What to produce
Write out the material in full, matching each line exactly.

Supplied material
=== Begin Enclosure ===

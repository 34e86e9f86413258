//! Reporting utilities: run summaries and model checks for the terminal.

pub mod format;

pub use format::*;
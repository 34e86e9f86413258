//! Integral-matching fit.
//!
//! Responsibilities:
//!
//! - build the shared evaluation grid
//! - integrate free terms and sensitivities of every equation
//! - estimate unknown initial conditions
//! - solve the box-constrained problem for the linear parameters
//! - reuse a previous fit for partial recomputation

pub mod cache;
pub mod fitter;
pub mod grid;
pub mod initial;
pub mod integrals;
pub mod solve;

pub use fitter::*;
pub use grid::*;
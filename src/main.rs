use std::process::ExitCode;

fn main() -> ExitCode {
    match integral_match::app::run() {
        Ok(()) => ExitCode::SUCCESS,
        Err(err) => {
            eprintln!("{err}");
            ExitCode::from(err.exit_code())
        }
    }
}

=== End Enclosure ===

Result for this task
repository 34e86e9f86413258
//! Reporting utilities: run summaries and model checks for the terminal.

pub mod format;

pub use format::*;
repository 34e86e9f86413258
//! Integral-matching fit.
//!
//! Responsibilities:
//!
//! - build the shared evaluation grid
//! - integrate free terms and sensitivities of every equation
//! - estimate unknown initial conditions
//! - solve the box-constrained problem for the linear parameters
//! - reuse a previous fit for partial recomputation

pub mod cache;
pub mod fitter;
pub mod grid;
pub mod initial;
pub mod integrals;
pub mod solve;

pub use fitter::*;
pub use grid::*;
filename src/main.rs
use std::process::ExitCode;

fn main() -> ExitCode {
    match integral_match::app::run() {
        Ok(()) => ExitCode::SUCCESS,
        Err(err) => {
            eprintln!("{err}");
            ExitCode::from(err.exit_code())
        }
    }
}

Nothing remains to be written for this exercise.